Receive a thousand lovers; thou shalt bear but One  Child.
This child shall be the heir of Fate the Father.

COMMENTARY ({Delta})
Daleth is the Empress of the Tarot, the letter of Venus, and the title, Peaches, again refers to the Yoni. The chapter is a counsel to accept all impressions;  it is the formula of the Scarlet woman; but no impression must be allowed to dominate you, only to fructify you;  just as the artist, seeing an object, does not worship it,  but breeds a masterpiece from it.  This process is exhibited as one aspect of the Great Work.  The last two paragraphs may have some reference to the 13th  Aethyr (see The Vision and The Voice).


----------



## Cheesypoof (Apr 13, 2014)

As I mentioned earlier, Peaches Geldof used to appear on Ireland's chat shows occasionally, and seemed like a decent person. Brendan O'Connor recalls her appearances on his show here

http://www.independent.ie/woman/cel...-tragically-meet-its-bitter-end-30180751.html


----------



## ruffneck23 (Apr 13, 2014)

Pickman's model said:


> yeh, conclusive proof it's bollocks. 777th? ok. 110th? i don't think so



93rd ?


----------



## Batboy (Apr 14, 2014)

treelover said:


> are you making this up?



Nope.. All true. We had to pull him up and tell him off after he gave out his sons business cards which was both insensitive and stupid. The popcorn is a metaphor for his behaviour. But it is true he loves nothing more than a funeral, quite bizarre, I know


----------



## Batboy (Apr 14, 2014)

Batboy said:


> Nope.. All true. We had to pull him up and tell him off after he gave out his sons business cards which was both insensitive and stupid


----------



## ibilly99 (Apr 14, 2014)

Batboy said:


> Nope.. All true. We had to pull him up and tell him off after he gave out his sons business cards which was both insensitive and stupid. The popcorn is a metaphor for his behaviour.
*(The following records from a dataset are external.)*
//! The ride lifecycle state machine.
//!
//! Owns every status transition and its guards. Transitions that touch more
//! than one record run in a single database transaction; the accept claim is
//! a conditional update so two drivers racing for the same ride cannot both
//! win.

use crate::middleware::ActorContext;
use crate::models::{
    CancelActor, Driver, Location, PaymentMethod, Ride, RideStatus, Role,
};
use crate::services::database::Database;
use crate::services::fare::FareCalculator;
use crate::services::ledger::LedgerService;
use crate::services::matching::MatchingService;
use crate::services::metrics::{RIDE_TRANSITIONS_TOTAL, SETTLEMENTS_TOTAL};
use rust_decimal::Decimal;
use serde::Deserialize;
use service_core::error::AppError;
use sqlx::{Postgres, Transaction as SqlxTransaction};
use tracing::instrument;
use uuid::Uuid;

/// A rider's trip request.
#[derive(Debug, Clone, Deserialize)]
pub struct RideRequest {
    pub pickup_location: Location,
    pub dropoff_location: Location,
    /// Trip distance in kilometers.
    pub distance: Decimal,
    /// Estimated duration in minutes.
    pub duration: i32,
    pub payment_method: PaymentMethod,
}

#[derive(Clone)]
pub struct RideService {
    db: Database,
    fare: FareCalculator,
    matching: MatchingService,
    ledger: LedgerService,
}
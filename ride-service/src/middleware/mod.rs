pub mod actor;

pub use actor::ActorContext;
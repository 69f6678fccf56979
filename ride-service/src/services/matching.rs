//! Driver matching: geospatial lookup of eligible drivers near a pickup
//! point.
//!
//! Side-effect free by design. The service only returns candidates ordered
//! nearest-first; claiming a ride is the state machine's job, so two
//! overlapping searches can safely see the same drivers. An empty result is
//! a valid outcome, not an error.

use crate::config::MatchingConfig;
use crate::models::Driver;
use crate::services::database::Database;
use service_core::error::AppError;

/// Meters per degree of latitude (and of longitude at the equator).
const METERS_PER_DEGREE: f64 = 111_320.0;

/// A candidate driver with their distance to the pickup point.
#[derive(Debug, Clone)]
pub struct DriverCandidate {
    pub driver: Driver,
    pub distance_m: f64,
}

#[derive(Clone)]
pub struct MatchingService {
    radius_m: f64,
    max_candidates: usize,
}

impl MatchingService {
    pub fn new(config: &MatchingConfig) -> Self {
        Self {
            radius_m: config.max_driver_distance_m,
            max_candidates: config.max_candidates,
        }
    }

    /// Find approved, available drivers within the search radius of the
    /// pickup point, nearest first, capped at the configured limit.
    pub async fn find_nearby(
        &self,
        db: &Database,
        pickup_lng: f64,
        pickup_lat: f64,
    ) -> Result<Vec<DriverCandidate>, AppError> {
        // Cheap bounding-box prefilter in SQL; exact haversine ranking below.
        let lat_delta = self.radius_m / METERS_PER_DEGREE;
        let lng_scale = pickup_lat.to_radians().cos().max(0.01);
        let lng_delta = self.radius_m / (METERS_PER_DEGREE * lng_scale);

        let drivers = sqlx::query_as::<_, Driver>(
            r#"
            SELECT * FROM drivers
            WHERE is_available
              AND is_approved
              AND location_lat BETWEEN $1 AND $2
              AND location_lng BETWEEN $3 AND $4
            "#,
        )
        .bind(pickup_lat - lat_delta)
        .bind(pickup_lat + lat_delta)
        .bind(pickup_lng - lng_delta)
        .bind(pickup_lng + lng_delta)
        .fetch_all(db.pool())
        .await?;

        Ok(rank_candidates(
            drivers,
            pickup_lng,
            pickup_lat,
            self.radius_m,
            self.max_candidates,
        ))
    }
}

/// Filter drivers to the search radius and order them nearest first.
fn rank_candidates(
    drivers: Vec<Driver>,
    pickup_lng: f64,
    pickup_lat: f64,
    radius_m: f64,
    cap: usize,
) -> Vec<DriverCandidate> {
    let mut candidates: Vec<DriverCandidate> = drivers
        .into_iter()
        .filter_map(|driver| {
            let (lng, lat) = match (driver.location_lng, driver.location_lat) {
                (Some(lng), Some(lat)) => (lng, lat),
                _ => return None,
            };
            let distance_m = haversine_m(pickup_lng, pickup_lat, lng, lat);
            (distance_m <= radius_m).then_some(DriverCandidate { driver, distance_m })
        })
        .collect();

    candidates.sort_by(|a, b| a.distance_m.total_cmp(&b.distance_m));
    candidates.truncate(cap);
    candidates
}

/// Great-circle distance between two (lng, lat) points in meters.
fn haversine_m(lng1: f64, lat1: f64, lng2: f64, lat2: f64) -> f64 {
    let (lat1, lon1) = (lat1.to_radians(), lng1.to_radians());
    let (lat2, lon2) = (lat2.to_radians(), lng2.to_radians());
    let dlat = lat2 - lat1;
    let dlon = lon2 - lon1;
    let sin_dlat = (dlat * 0.5).sin();
    let sin_dlon = (dlon * 0.5).sin();
    let h = sin_dlat * sin_dlat + lat1.cos() * lat2.cos() * sin_dlon * sin_dlon;
    let c = 2.0 * h.sqrt().atan2((1.0 - h).sqrt());
    6_371_000.0 * c
}
//! Fixed subtitle rewrites applied right after a subtitle segment lands.

/// WebVTT fixups: positional `#` markers become italic tags and XML
/// apostrophe entities are unescaped.
pub fn fix_vtt(content: &str) -> String {
    let mut out = String::with_capacity(content.len());
    for line in content.lines() {
        let mut line = line.to_string();
        if let Some(rest) = line.strip_prefix("# ") {
            line = format!("<i>{rest}");
        }
        if let Some(rest) = line.strip_suffix(" #") {
            line = format!("{rest}</i>");
        }
        out.push_str(&line.replace("&apos;", "'"));
        out.push('\n');
    }
    out
}

/// Line-by-line TTML2 → SubRip conversion: cue timecodes move from `.` to
/// `,` decimals, `<br/>` becomes a newline, `<span>` wrappers are
/// stripped, entities unescaped. The converted file is renamed `.srt`.
pub fn ttml2_to_srt(content: &str) -> String {
    let mut out = String::new();
    let mut cue = 0usize;

    for line in content.lines() {
        let trimmed = line.trim();
        if !trimmed.starts_with("<p") || !trimmed.contains("begin=") {
            continue;
        }
        let Some(begin) = attr_value(trimmed, "begin") else {
            continue;
        };
        let Some(end) = attr_value(trimmed, "end") else {
            continue;
        };

        let text = cue_text(trimmed);
        if text.is_empty() {
            continue;
        }

        cue += 1;
        out.push_str(&format!(
            "{cue}\n{} --> {}\n{text}\n\n",
            srt_timecode(&begin),
            srt_timecode(&end)
        ));
    }
    out
}

fn attr_value(line: &str, name: &str) -> Option<String> {
    let marker = format!("{name}=\"");
    let start = line.find(&marker)? + marker.len();
    let end = line[start..].find('"')? + start;
    Some(line[start..end].to_string())
}

fn srt_timecode(raw: &str) -> String {
    raw.replace('.', ",")
}

fn cue_text(line: &str) -> String {
    // Body sits between the opening <p ...> and the closing </p>.
    let body = line
        .find('>')
        .map(|open| &line[open + 1..])
        .unwrap_or(line);
    let body = body.strip_suffix("</p>").unwrap_or(body);

    let mut text = body.replace("<br/>", "\n").replace("<br />", "\n");
    // Strip span wrappers but keep their content.
    while let Some(start) = text.find("<span") {
        match text[start..].find('>') {
            Some(end) => text.replace_range(start..start + end + 1, ""),
            None => break,
        }
    }
    text = text.replace("</span>", "");
    text.replace("&apos;", "'")
        .replace("&quot;", "\"")
        .replace("&amp;", "&")
        .replace("&lt;", "<")
        .replace("&gt;", ">")
        .trim()
        .to_string()
}

#[cfg(test)]
mod tests {
    use super::*;

    #[test]
    fn vtt_italic_markers() {
        let raw = "WEBVTT\n\n00:00.000 --> 00:02.000\n# whispering #\nIt&apos;s here\n";
        let fixed = fix_vtt(raw);
        assert!(fixed.contains("<i>whispering</i>\n"));
        assert!(fixed.contains("It's here\n"));
        assert!(fixed.contains("WEBVTT"));
    }

    #[test]
    fn vtt_one_sided_markers() {
        let fixed = fix_vtt("# starts only\nends only #\n");
        assert!(fixed.contains("<i>starts only\n"));
        assert!(fixed.contains("ends only</i>\n"));
    }

    #[test]
    fn ttml2_basic_conversion() {
        let raw = r#"<?xml version="1.0"?>
<tt xmlns="http://www.w3.org/ns/ttml">
  <body>
    <div>
      <p begin="00:00:01.000" end="00:00:03.500">Hello<br/>world</p>
      <p begin="00:00:04.000" end="00:00:06.000"><span style="s1">It&apos;s me</span></p>
    </div>
  </body>
</tt>"#;
        let srt = ttml2_to_srt(raw);
        assert!(srt.starts_with("1\n00:00:01,000 --> 00:00:03,500\nHello\nworld\n"));
        assert!(srt.contains("2\n00:00:04,000 --> 00:00:06,000\nIt's me\n"));
    }

    #[test]
    fn ttml2_skips_cues_without_text() {
        let raw = r#"<p begin="00:00:01.000" end="00:00:02.000"></p>
<p begin="00:00:02.000" end="00:00:03.000">Real cue</p>"#;
        let srt = ttml2_to_srt(raw);
        assert!(srt.starts_with("1\n00:00:02,000"));
        assert_eq!(srt.matches("-->").count(), 1);
    }
}
//! Extractor for the Crunchyroll catalog API.
//!
//! The session is built in stages: an anonymous token request (or one
//! riding the persisted `etp_rt` session cookie), then the signed CMS
//! bucket from `/index/v2` whose policy/signature/key-pair parameters are
//! carried on every catalog request. Seasons are dub-scoped: each season
//! title is matched against a fixed language table and seasons outside the
//! configured dub set are dropped before any episode fetch.

pub(crate) mod models;

use std::sync::LazyLock;

use async_trait::async_trait;
use parking_lot::RwLock;
use regex::Regex;
use reqwest::Client;
use tracing::{debug, info, warn};

use polarity_content::{
    ContentKind, Lineage, Media, MediaKind, Season, Series, Stream, TrackKind,
};

use crate::cookies::{CookieJar, CookieRecord};
use crate::driver::{MediaSink, SearchResult};
use crate::error::ExtractorError;
use crate::extractor::{Capabilities, Extractor, SiteOptions, VideoExtractor};
use crate::filters::FilterSet;
use crate::utils::first_capture;

use models::*;

pub const NAME: &str = "crunchyroll";

pub const CAPABILITIES: Capabilities = Capabilities::video().with_account().with_search();

pub static URL_REGEX: LazyLock<Regex> = LazyLock::new(|| {
    Regex::new(r"^(?:https?://)?(?:www\.|beta\.)?crunchyroll\.com/").unwrap()
});

static SERIES_URL: LazyLock<Regex> = LazyLock::new(|| {
    Regex::new(r"crunchyroll\.com/(?:[a-z]{2}(?:-[a-zA-Z]{2})?/)?series/([A-Z0-9]+)").unwrap()
});

static WATCH_URL: LazyLock<Regex> = LazyLock::new(|| {
    Regex::new(r"crunchyroll\.com/(?:[a-z]{2}(?:-[a-zA-Z]{2})?/)?watch/([A-Z0-9]+)").unwrap()
});

const API_BASE: &str = "https://www.crunchyroll.com";
/// Public client credentials, base64(`{id}:{secret}`), sent as Basic auth
/// on token requests.
const CLIENT_AUTH: &str = "Y3Jfd2ViOg==";
/// The session cookie the site issues on login; its presence in the jar is
/// the logged-in predicate, and it is the only cookie persisted.
const SESSION_COOKIE: &str = "etp_rt";

/// Season-title marker per dub locale. Titles matching no entry are the
/// original Japanese audio.
static DUB_TABLE: LazyLock<Vec<(&'static str, Regex)>> = LazyLock::new(|| {
    [
        ("en-US", r"(?i)\(English(?: Dub)?\)"),
        ("es-419", r"(?i)\(Spanish(?: Dub)?\)"),
        ("es-ES", r"(?i)\(Castilian(?: Dub)?\)"),
        ("pt-BR", r"(?i)\(Portuguese(?: Dub)?\)"),
        ("fr-FR", r"(?i)\(French(?: Dub)?\)"),
        ("de-DE", r"(?i)\(German(?: Dub)?\)"),
        ("it-IT", r"(?i)\(Italian(?: Dub)?\)"),
        ("ru-RU", r"(?i)\(Russian(?: Dub)?\)"),
        ("hi-IN", r"(?i)\(Hindi(?: Dub)?\)"),
    ]
    .into_iter()
    .map(|(locale, pattern)| (locale, Regex::new(pattern).unwrap()))
    .collect()
});

const ORIGINAL_LOCALE: &str = "ja-JP";

/// Dub locale a season title advertises.
pub(crate) fn detect_dub(season_title: &str) -> &'static str {
    DUB_TABLE
        .iter()
        .find(|(_, regex)| regex.is_match(season_title))
        .map(|(locale, _)| *locale)
        .unwrap_or(ORIGINAL_LOCALE)
}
But it is true he loves nothing more than a funeral, quite bizarre, I know



Reminds me a bit of Harold and Maude a most lovely and moving film about a rich young kid who falls in love with a old dying woman when they meet at their shared love of gatecrashing stranger's funerals.


----------



## Pickman's model (Apr 14, 2014)

you get better food and drink gatecrashing weddings.


----------



## Greebo (Apr 14, 2014)

Pickman's model said:


> so there's a couple of people who've died relatively young. what about e.g. crowley? what about israel regardie? what about kenneth grant? two deaths and one alleged bout of me does not a trend make.<snip>


Agreed.  If you really want an occult deaths link, look at the one between frequent use of incense indoors and emphysema (aka bronchial asthma).


----------



## Sirena (Apr 14, 2014)

Greebo said:


> Agreed.  If you really want an occult deaths link, look at the one between frequent use of incense indoors and emphysema (aka bronchial asthma).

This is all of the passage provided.